Action item ▸ Your reply must be the number of lines in the entries that hold the word "Ordering", and nothing else.

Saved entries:
//! History replay: renders historical snapshots through the reconciler

use std::sync::Arc;

use crate::backend::{BackendClient, HistoryEvent};
use crate::color::Status;
use crate::reconciler::{Reconciler, Snapshot};

/// Replays historical states through the same reconciler used for live
/// polling. Holds the session's read-only copy of the event log.
pub struct HistoryPlayer {
    events: Vec<HistoryEvent>,
    selected: Option<usize>,
    backend: Arc<BackendClient>,
    reconciler: Arc<Reconciler>,
}

impl HistoryPlayer {
    /// Fetch the event log once and build the player
    pub async fn load(
        backend: Arc<BackendClient>,
        reconciler: Arc<Reconciler>,
    ) -> crate::Result<Self> {
        let events = backend.fetch_events().await?;
        tracing::debug!("Loaded {} history events", events.len());
        Ok(Self {
            events,
            selected: None,
            backend,
            reconciler,
        })
    }

    pub fn events(&self) -> &[HistoryEvent] {
        &self.events
    }

    /// Currently selected event index, if any
    pub fn selected(&self) -> Option<usize> {
        self.selected
    }

    /// Select an event and render the apparatus as it was at that point.
    ///
    /// Out-of-range indices are ignored. The backend owns the
    /// log-to-snapshot projection; the client only converts the
    /// boolean-per-component payload and applies it.
    pub async fn select_event(&mut self, index: usize) -> crate::Result<()> {
        if index >= self.events.len() {
            tracing::debug!("Ignoring out-of-range history index {}", index);
            return Ok(());
        }

        self.selected = Some(index);

        let state = self.backend.fetch_state_at(index).await?;
        let snapshot: Snapshot = state
            .into_iter()
            .map(|(id, active)| {
                let status = if active { Status::Active } else { Status::Inactive };
                (id, status)
            })
            .collect();
        self.reconciler.apply_state(&snapshot);
        Ok(())
    }
}
//! Fill color and status codec for diagram components

use std::fmt;

use serde::{Deserialize, Serialize};

/// The rendered status of a diagram component
#[derive(Debug, Clone, Copy, PartialEq, Eq, Serialize, Deserialize)]
#[serde(rename_all = "snake_case")]
pub enum Status {
    Active,
    Inactive,
}

impl Status {
    /// The opposite status
    pub fn flipped(self) -> Self {
        match self {
            Status::Active => Status::Inactive,
            Status::Inactive => Status::Active,
        }
    }
}

impl fmt::Display for Status {
    fn fmt(&self, f: &mut fmt::Formatter<'_>) -> fmt::Result {
        match self {
            Status::Active => write!(f, "active"),
            Status::Inactive => write!(f, "inactive"),
        }
    }
}

/// Two-color palette of a component
#[derive(Debug, Clone, PartialEq, Eq, Serialize, Deserialize)]
pub struct Palette {
    pub active: String,
    pub inactive: String,
}

impl Palette {
    /// The fill color for a status
    pub fn color_for(&self, status: Status) -> &str {
        match status {
            Status::Active => &self.active,
            Status::Inactive => &self.inactive,
        }
    }
}

/// CSS color names a palette or the rendering surface may use
const NAMED_COLORS: &[(&str, &str)] = &[
    ("black", "#000000"),
    ("blue", "#0000ff"),
    ("cyan", "#00ffff"),
    ("gray", "#808080"),
    ("green", "#008000"),
    ("grey", "#808080"),
    ("lime", "#00ff00"),
    ("magenta", "#ff00ff"),
    ("maroon", "#800000"),
    ("navy", "#000080"),
    ("olive", "#808000"),
    ("orange", "#ffa500"),
    ("purple", "#800080"),
    ("red", "#ff0000"),
    ("silver", "#c0c0c0"),
    ("teal", "#008080"),
    ("white", "#ffffff"),
    ("yellow", "#ffff00"),
];

/// Normalize a color to lowercase `#rrggbb` where the notation is known.
///
/// Handles hex (`#rgb` and `#rrggbb`), the `rgb()`/`rgba()` computed forms
/// and common CSS color names. Unknown notations pass through trimmed and
/// lowercased, to be compared literally; this function never fails.
pub fn normalize_color(raw: &str) -> String {
    let color = raw.trim().to_ascii_lowercase();

    if let Some(hex) = color.strip_prefix('#') {
        if hex.len() == 3 && hex.chars().all(|c| c.is_ascii_hexdigit()) {
            let mut expanded = String::with_capacity(7);
            expanded.push('#');
            for c in hex.chars() {
                expanded.push(c);
                expanded.push(c);
            }
            return expanded;
        }
        return color;
    }

    if let Some([r, g, b]) = parse_rgb_function(&color) {
        return format!("#{:02x}{:02x}{:02x}", r, g, b);
    }

    if let Some((_, hex)) = NAMED_COLORS.iter().find(|(name, _)| *name == color) {
        return (*hex).to_string();
    }

    color
}

/// Parse `rgb(r, g, b)` or `rgba(r, g, b, a)` into its color channels.
/// The alpha channel does not affect the fill and is discarded.
fn parse_rgb_function(color: &str) -> Option<[u8; 3]> {
    let args = color
        .strip_prefix("rgba(")
        .or_else(|| color.strip_prefix("rgb("))?
        .strip_suffix(')')?;

    let mut parts = args.split(',').map(str::trim);
    let r = parts.next()?.parse().ok()?;
    let g = parts.next()?.parse().ok()?;
    let b = parts.next()?.parse().ok()?;
    Some([r, g, b])
}

/// Decode a rendered fill color into a status against a component's palette.
///
/// Equality with the palette's active color under canonical form means
/// active; anything else is inactive.
pub fn status_for(rendered: &str, palette: &Palette) -> Status {
    if normalize_color(rendered) == normalize_color(&palette.active) {
        Status::Active
    } else {
        Status::Inactive
    }
}
//! Rendering surface and confirmation prompt boundaries

use std::collections::HashMap;
use std::sync::atomic::{AtomicBool, Ordering};
use std::sync::{Mutex, PoisonError};

/// Abstraction over the diagram rendering surface.
///
/// The engine only ever sets a component's fill, reads it back, and switches
/// pointer interaction for the whole surface on or off.
#[cfg_attr(test, mockall::automock)]
pub trait DiagramSurface: Send + Sync {
    /// Set a component's visual fill color
    fn set_fill(&self, id: &str, color: &str);

    /// Read a component's current rendered fill, if it has one
    fn fill(&self, id: &str) -> Option<String>;

    /// Enable or disable pointer interaction for the whole surface
    fn set_interactive(&self, enabled: bool);
}

/// Synchronous yes/no confirmation prompt
#[cfg_attr(test, mockall::automock)]
pub trait Confirmer: Send + Sync {
    fn confirm(&self, prompt: &str) -> bool;
}

/// In-memory surface for the headless console: tracks fills and logs
/// transitions instead of painting them.
#[derive(Debug)]
pub struct ConsoleSurface {
    fills: Mutex<HashMap<String, String>>,
    interactive: AtomicBool,
}

impl Default for ConsoleSurface {
    fn default() -> Self {
        Self {
            fills: Mutex::new(HashMap::new()),
            interactive: AtomicBool::new(true),
        }
    }
}

impl ConsoleSurface {
    /// Whether pointer interaction is currently enabled
    pub fn is_interactive(&self) -> bool {
        self.interactive.load(Ordering::SeqCst)
    }
}

impl DiagramSurface for ConsoleSurface {
    fn set_fill(&self, id: &str, color: &str) {
        let previous = {
            let mut fills = self.fills.lock().unwrap_or_else(PoisonError::into_inner);
            fills.insert(id.to_string(), color.to_string())
        };
        if previous.as_deref() != Some(color) {
            tracing::info!("{} fill changed to {}", id, color);
        }
    }

    fn fill(&self, id: &str) -> Option<String> {
        self.fills
            .lock()
            .unwrap_or_else(PoisonError::into_inner)
            .get(id)
            .cloned()
    }

    fn set_interactive(&self, enabled: bool) {
        self.interactive.store(enabled, Ordering::SeqCst);
        tracing::debug!(
            "Surface interaction {}",
            if enabled { "enabled" } else { "disabled" }
        );
    }
}
//! Component registry loaded from the backend configuration

use std::collections::HashMap;

use serde::{Deserialize, Serialize};

use crate::color::Palette;

/// Wire form of one component in the configuration payload
#[derive(Debug, Clone, Serialize, Deserialize)]
pub struct ComponentSpec {
    pub id: String,
    pub colors: Palette,
    #[serde(rename = "confirmToggle", default)]
    pub confirm_toggle: bool,
}

/// A toggleable component of the diagram
#[derive(Debug, Clone)]
pub struct Component {
    pub id: String,
    pub palette: Palette,
    pub confirm_toggle: bool,
}

/// Ordered set of diagram components with O(1) id lookup.
///
/// Loaded once per session and never mutated afterwards.
#[derive(Debug, Default)]
pub struct Registry {
    components: Vec<Component>,
    by_id: HashMap<String, usize>,
}

impl Registry {
    /// Build the registry from the configuration payload.
    ///
    /// Duplicate ids are a configuration error.
    pub fn from_specs(specs: Vec<ComponentSpec>) -> crate::Result<Self> {
        let mut components = Vec::with_capacity(specs.len());
        let mut by_id = HashMap::with_capacity(specs.len());

        for spec in specs {
            if by_id.contains_key(&spec.id) {
                return Err(crate::SynopticError::Config(format!(
                    "Duplicate component id '{}' in configuration",
                    spec.id
                )));
            }
            by_id.insert(spec.id.clone(), components.len());
            components.push(Component {
                id: spec.id,
                palette: spec.colors,
                confirm_toggle: spec.confirm_toggle,
            });
        }

        Ok(Self { components, by_id })
    }

    pub fn get(&self, id: &str) -> Option<&Component> {
        self.by_id.get(id).map(|&i| &self.components[i])
    }

    pub fn iter(&self) -> impl Iterator<Item = &Component> {
        self.components.iter()
    }

    pub fn len(&self) -> usize {
        self.components.len()
    }

    pub fn is_empty(&self) -> bool {
        self.components.is_empty()
    }

    /// Resolve a click to a component: the first id in the chain from the
    /// clicked node up to the diagram root that names a registered component.
    pub fn resolve_clicked<'a, I>(&self, ancestors: I) -> Option<&Component>
    where
        I: IntoIterator<Item = &'a str>,
    {
        ancestors.into_iter().find_map(|id| self.get(id))
    }
}
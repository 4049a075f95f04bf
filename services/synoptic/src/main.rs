//! Synoptic CLI
//!
//! Headless operator console for the apparatus diagram: mirrors live state,
//! submits toggles, and replays history.

use std::path::PathBuf;

use clap::Parser;
use synoptic::session::Mode;
use synoptic::{load_config, Config};
use tracing::Level;

#[derive(Parser)]
#[command(name = "synoptic")]
#[command(about = "Apparatus state synchronization and history replay console")]
#[command(version)]
struct Args {
    /// Path to configuration file
    #[arg(short, long)]
    config: Option<PathBuf>,

    /// Backend base URL (overrides config file)
    #[arg(long)]
    backend_url: Option<String>,

    /// Run the history view instead of the live view
    #[arg(long)]
    history: bool,

    /// Log level
    #[arg(short, long, default_value = "info")]
    log_level: Level,
}

#[tokio::main]
async fn main() -> Result<(), Box<dyn std::error::Error>> {
    let args = Args::parse();

    tracing_subscriber::fmt()
        .with_max_level(args.log_level)
        .init();

    let mut config = if let Some(config_path) = &args.config {
        tracing::debug!("Loading configuration from {:?}", config_path);
        load_config(config_path)?
    } else {
        tracing::debug!("Using default configuration");
        Config::default()
    };

    if let Some(backend_url) = args.backend_url {
        config.backend_url = backend_url;
    }
    if args.history {
        config.mode = Mode::History;
    }

    tracing::info!(
        "Starting synoptic ({:?} mode) against {}",
        config.mode,
        config.backend_url
    );

    synoptic::run(config).await?;

    Ok(())
}
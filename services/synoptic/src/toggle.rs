//! Toggle controller: confirmed, optimistic status flips

use std::sync::Arc;

use crate::backend::BackendClient;
use crate::color::{self, Status};
use crate::registry::Registry;
use crate::session::SessionHandle;
use crate::surface::{Confirmer, DiagramSurface};

/// Turns a user interaction on a component into a confirmed status flip:
/// optimistic render, backend submit, and suppression of poll-driven
/// refresh for the duration of the round trip.
pub struct ToggleController {
    registry: Arc<Registry>,
    surface: Arc<dyn DiagramSurface>,
    backend: Arc<BackendClient>,
    confirmer: Arc<dyn Confirmer>,
    session: SessionHandle,
}

impl ToggleController {
    pub fn new(
        registry: Arc<Registry>,
        surface: Arc<dyn DiagramSurface>,
        backend: Arc<BackendClient>,
        confirmer: Arc<dyn Confirmer>,
        session: SessionHandle,
    ) -> Self {
        Self {
            registry,
            surface,
            backend,
            confirmer,
            session,
        }
    }

    /// Resolve a click on the surface to a registered component and toggle
    /// it. Clicks that resolve to no registered component are ignored.
    pub async fn handle_click<'a, I>(&self, ancestors: I)
    where
        I: IntoIterator<Item = &'a str>,
    {
        let Some(id) = self
            .registry
            .resolve_clicked(ancestors)
            .map(|component| component.id.clone())
        else {
            return;
        };
        self.request_toggle(&id).await;
    }

    /// Flip a component's status: confirm if required, render the flip
    /// immediately, submit it, and lift refresh suppression once the round
    /// trip completes, successfully or not.
    ///
    /// A failed submit is logged, never rolled back visually; the next
    /// refresh reconciles any divergence.
    pub async fn request_toggle(&self, component_id: &str) {
        let Some(component) = self.registry.get(component_id) else {
            tracing::debug!("Ignoring toggle for unregistered id '{}'", component_id);
            return;
        };

        self.session.begin_interaction();

        if component.confirm_toggle {
            let prompt = format!("Confirm opening/closing of {}?", component.id);
            if !self.confirmer.confirm(&prompt) {
                tracing::info!("{} toggle cancelled", component.id);
                self.session.end_interaction();
                return;
            }
        }

        let current = self
            .surface
            .fill(&component.id)
            .map(|fill| color::status_for(&fill, &component.palette))
            .unwrap_or(Status::Inactive);
        let target = current.flipped();

        let new_fill = component.palette.color_for(target);
        self.surface.set_fill(&component.id, new_fill);
        tracing::debug!("{} fill changed to {}", component.id, new_fill);

        let result = self.backend.submit_toggle(&component.id, target).await;
        self.session.end_interaction();

        if let Err(e) = result {
            tracing::warn!("Submitting toggle for '{}' failed: {}", component.id, e);
        }
    }
}
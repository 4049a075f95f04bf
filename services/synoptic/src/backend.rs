//! Typed client for the apparatus backend

use std::collections::HashMap;
use std::sync::Arc;

use serde::Deserialize;

use crate::color::Status;
use crate::io::HttpClient;
use crate::registry::ComponentSpec;

/// One entry of the append-only status change log.
///
/// The log index (position in the fetched sequence) is chronological order.
#[derive(Debug, Clone, Deserialize)]
pub struct HistoryEvent {
    pub ts: String,
    pub id: String,
    pub state: bool,
    pub user: String,
}

/// Live snapshot values arrive as "active"/"inactive" strings or booleans
#[derive(Debug, Clone, Deserialize)]
#[serde(untagged)]
pub enum StatusPayload {
    Flag(bool),
    Named(String),
}

impl StatusPayload {
    /// Decode to a status; anything that is not `true` or `"active"` is inactive
    pub fn to_status(&self) -> Status {
        match self {
            StatusPayload::Flag(true) => Status::Active,
            StatusPayload::Flag(false) => Status::Inactive,
            StatusPayload::Named(s) if s == "active" => Status::Active,
            StatusPayload::Named(_) => Status::Inactive,
        }
    }
}

#[derive(Debug, Deserialize)]
struct CurrentUserResponse {
    is_authenticated: bool,
}

#[derive(Debug, Deserialize)]
struct HistoryStateResponse {
    state: HashMap<String, bool>,
}

/// Client for the apparatus backend endpoints
pub struct BackendClient {
    base_url: String,
    http: Arc<dyn HttpClient>,
}

impl std::fmt::Debug for BackendClient {
    fn fmt(&self, f: &mut std::fmt::Formatter<'_>) -> std::fmt::Result {
        f.debug_struct("BackendClient")
            .field("base_url", &self.base_url)
            .finish()
    }
}

impl BackendClient {
    pub fn new(base_url: impl Into<String>, http: Arc<dyn HttpClient>) -> Self {
        let base_url = base_url.into().trim_end_matches('/').to_string();
        tracing::debug!("Created backend client for {}", base_url);
        Self { base_url, http }
    }

    async fn get_json<T: serde::de::DeserializeOwned>(&self, path: &str) -> crate::Result<T> {
        let url = format!("{}{}", self.base_url, path);
        let response = self.http.get(&url).await?;
        if !response.is_success() {
            return Err(crate::SynopticError::Backend(format!(
                "GET {} returned status {}",
                path, response.status
            )));
        }
        Ok(serde_json::from_str(&response.body)?)
    }

    /// Fetch the ordered component configuration
    pub async fn fetch_registry(&self) -> crate::Result<Vec<ComponentSpec>> {
        self.get_json("/elements-config").await
    }

    /// Fetch the current live snapshot
    pub async fn fetch_state(&self) -> crate::Result<HashMap<String, StatusPayload>> {
        self.get_json("/elements-state").await
    }

    /// Submit a status change. Only the existence of an acknowledgement is
    /// checked; the payload itself is discarded.
    pub async fn submit_toggle(&self, id: &str, status: Status) -> crate::Result<()> {
        let url = format!("{}/update", self.base_url);
        let body = serde_json::json!({ "id": id, "status": status.to_string() });
        let response = self.http.post_json(&url, &body).await?;
        if !response.is_success() {
            return Err(crate::SynopticError::Backend(format!(
                "POST /update returned status {}",
                response.status
            )));
        }
        Ok(())
    }

    /// Whether the session is authenticated with the backend
    pub async fn fetch_is_authenticated(&self) -> crate::Result<bool> {
        let response: CurrentUserResponse = self.get_json("/get_current_user").await?;
        Ok(response.is_authenticated)
    }

    /// Fetch the full event log, oldest first
    pub async fn fetch_events(&self) -> crate::Result<Vec<HistoryEvent>> {
        self.get_json("/history/events").await
    }

    /// Fetch the backend's snapshot projection at an event index.
    ///
    /// The backend owns the log-to-snapshot reconstruction; the client never
    /// recomputes it from raw events.
    pub async fn fetch_state_at(&self, index: usize) -> crate::Result<HashMap<String, bool>> {
        let response: HistoryStateResponse =
            self.get_json(&format!("/history/state/{}", index)).await?;
        Ok(response.state)
    }
}

#[cfg(test)]
mod tests {
    use super::*;
    use crate::io::{HttpResponse, MockHttpClient};

    fn ok(body: &str) -> HttpResponse {
        HttpResponse {
            status: 200,
            body: body.to_string(),
        }
    }

    fn client(mock: MockHttpClient) -> BackendClient {
        BackendClient::new("http://localhost:5000/", Arc::new(mock))
    }

    #[tokio::test]
    async fn fetch_registry_parses_components() {
        let mut mock = MockHttpClient::new();
        mock.expect_get()
            .withf(|url| url == "http://localhost:5000/elements-config")
            .returning(|_| {
                Box::pin(async {
                    Ok(ok(
                        r##"[{"id": "valveA", "colors": {"active": "#00ff00", "inactive": "gray"}, "confirmToggle": true}]"##,
                    ))
                })
            });

        let specs = client(mock).fetch_registry().await.unwrap();
        assert_eq!(specs.len(), 1);
        assert_eq!(specs[0].id, "valveA");
        assert!(specs[0].confirm_toggle);
    }

    #[tokio::test]
    async fn fetch_state_accepts_strings_and_booleans() {
        let mut mock = MockHttpClient::new();
        mock.expect_get()
            .withf(|url| url.ends_with("/elements-state"))
            .returning(|_| {
                Box::pin(async {
                    Ok(ok(
                        r#"{"valveA": "active", "valveB": "inactive", "pump1": true, "pump2": false}"#,
                    ))
                })
            });

        let state = client(mock).fetch_state().await.unwrap();
        assert_eq!(state["valveA"].to_status(), Status::Active);
        assert_eq!(state["valveB"].to_status(), Status::Inactive);
        assert_eq!(state["pump1"].to_status(), Status::Active);
        assert_eq!(state["pump2"].to_status(), Status::Inactive);
    }

    #[tokio::test]
    async fn unknown_status_string_decodes_inactive() {
        let payload = StatusPayload::Named("broken".to_string());
        assert_eq!(payload.to_status(), Status::Inactive);
    }

    #[tokio::test]
    async fn submit_toggle_posts_id_and_status() {
        let mut mock = MockHttpClient::new();
        mock.expect_post_json()
            .withf(|url, body| {
                url == "http://localhost:5000/update"
                    && *body == serde_json::json!({"id": "valveA", "status": "active"})
            })
            .returning(|_, _| Box::pin(async { Ok(ok(r#"{"message": "State updated"}"#)) }));

        client(mock)
            .submit_toggle("valveA", Status::Active)
            .await
            .unwrap();
    }

    #[tokio::test]
    async fn submit_toggle_non_success_is_backend_error() {
        let mut mock = MockHttpClient::new();
        mock.expect_post_json().returning(|_, _| {
            Box::pin(async {
                Ok(HttpResponse {
                    status: 401,
                    body: r#"{"error": "Unauthorized"}"#.to_string(),
                })
            })
        });

        let err = client(mock)
            .submit_toggle("valveA", Status::Inactive)
            .await
            .unwrap_err();
        assert!(err.to_string().contains("401"));
    }

    #[tokio::test]
    async fn fetch_is_authenticated_reads_flag() {
        let mut mock = MockHttpClient::new();
        mock.expect_get()
            .withf(|url| url.ends_with("/get_current_user"))
            .returning(|_| {
                Box::pin(async { Ok(ok(r#"{"is_authenticated": true, "username": "op"}"#)) })
            });

        assert!(client(mock).fetch_is_authenticated().await.unwrap());
    }

    #[tokio::test]
    async fn fetch_events_parses_log() {
        let mut mock = MockHttpClient::new();
        mock.expect_get()
            .withf(|url| url.ends_with("/history/events"))
            .returning(|_| {
                Box::pin(async {
                    Ok(ok(
                        r#"[{"ts": "2024-01-05 10:00:00", "id": "valveA", "state": true, "user": "op"}]"#,
                    ))
                })
            });

        let events = client(mock).fetch_events().await.unwrap();
        assert_eq!(events.len(), 1);
        assert_eq!(events[0].id, "valveA");
        assert!(events[0].state);
        assert_eq!(events[0].user, "op");
    }

    #[tokio::test]
    async fn fetch_state_at_addresses_the_index() {
        let mut mock = MockHttpClient::new();
        mock.expect_get()
            .withf(|url| url == "http://localhost:5000/history/state/2")
            .returning(|_| {
                Box::pin(async {
                    Ok(ok(r#"{"index": 2, "state": {"valveA": true, "valveB": false}}"#))
                })
            });

        let state = client(mock).fetch_state_at(2).await.unwrap();
        assert!(state["valveA"]);
        assert!(!state["valveB"]);
    }

    #[tokio::test]
    async fn get_non_success_is_backend_error() {
        let mut mock = MockHttpClient::new();
        mock.expect_get().returning(|_| {
            Box::pin(async {
                Ok(HttpResponse {
                    status: 500,
                    body: "Internal Server Error".to_string(),
                })
            })
        });

        let err = client(mock).fetch_registry().await.unwrap_err();
        assert!(err.to_string().contains("500"));
    }

    #[tokio::test]
    async fn http_errors_propagate() {
        let mut mock = MockHttpClient::new();
        mock.expect_get().returning(|_| {
            Box::pin(async {
                Err(crate::SynopticError::Http("connection refused".to_string()))
            })
        });

        let err = client(mock).fetch_state().await.unwrap_err();
        assert!(err.to_string().contains("connection refused"));
    }
}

Solution to the problem ▸ 3